The researchers found that daily aspirin use was associated with an estimated 16% lower overall risk for cancer mortality, both among people who reported taking aspirin daily for at least 5 years and among those who reported shorter-term daily use.

The reduction in overall cancer mortality was driven by a decrease of about 40% for cancers of the gastrointestinal tract (such as esophageal, stomach, and colorectal cancer) and a decrease of about 12% for cancers outside the gastrointestinal tract.

Too Soon to Recommend Aspirin to Prevent Cancer

"Although recent evidence about aspirin use and cancer is encouraging, it is still premature to recommend that people start taking aspirin specifically to prevent cancer," Dr.
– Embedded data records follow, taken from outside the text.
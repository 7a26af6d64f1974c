use clap::Parser;
use tracing_subscriber::EnvFilter;

use cmorph_sync::cli::Cli;
use cmorph_sync::config::Config;

#[tokio::main]
async fn main() -> anyhow::Result<()> {
    let cli = Cli::parse();

    let filter = if cli.debug { "debug" } else { "info" };
    tracing_subscriber::fmt()
        .with_env_filter(
            EnvFilter::try_from_default_env().unwrap_or_else(|_| EnvFilter::new(filter)),
        )
        .init();

    let config = Config::from_cli(cli)?;
    cmorph_sync::run(&config).await?;
    Ok(())
}
use thiserror::Error;

/// Authentication failures. All variants are fatal: the run never proceeds
/// past a failed login.
#[derive(Debug, Error)]
pub enum AuthError {
    #[error("Bad authentication: login endpoint returned HTTP {status}")]
    BadStatus { status: u16, body: String },

    #[error("Login request failed: {0}")]
    Http(#[from] reqwest::Error),

    #[error(transparent)]
    Other(#[from] anyhow::Error),
}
Jacobs said.

"Even low-dose aspirin can substantially increase the risk of serious gastrointestinal bleeding. Decisions about aspirin use should be made by balancing the risks against the benefits in the context of each individual's medical history, and any decision should be made only in consultation with a healthcare professional," he explained.

He added that expert committees developing clinical guidelines will consider the totality of the evidence on risks and benefits when guidelines for aspirin use are updated.

"I hope this study and other recent promising research about aspirin will lead to studies that look very carefully at daily aspirin use over long periods of time to more clearly understand aspirin's effects on specific cancers," Dr. Jacobs said.

Big Picture Is Positive

In an accompanying editorial, John A. Baron, MD, from the University of North Carolina School of Medicine in Chapel Hill, writes that "overall, the well-conducted ACS study is an echo of other data on aspirin and cancer mortality, not a resounding confirmation."

The "big picture" on aspirin use and cancer is "very positive," he noted. "The drug clearly reduces the incidence and mortality from luminal gastrointestinal cancers, and it may similarly affect other cancers. This is exciting: simply taking a pill can prevent cancer incidence and cancer death."

However, like Dr. Jacobs, Dr. Baron urges caution with regard to the widespread recommendation to use aspirin to prevent cancer.

Just because aspirin is effective "does not mean it necessarily should be used. Aspirin is a real drug, with definite toxicity. As for any preventive intervention, the benefits must be balanced against the risks, particularly when the benefits are delayed whereas the risks are not," he writes.

Dr. Jacobs has disclosed no relevant financial relationships. Dr. Baron reports being a consultant to Bayer, and holding a use patent for the chemopreventative use of aspirin, currently not licensed.

J Natl Cancer Inst. Published online August 10, 2012.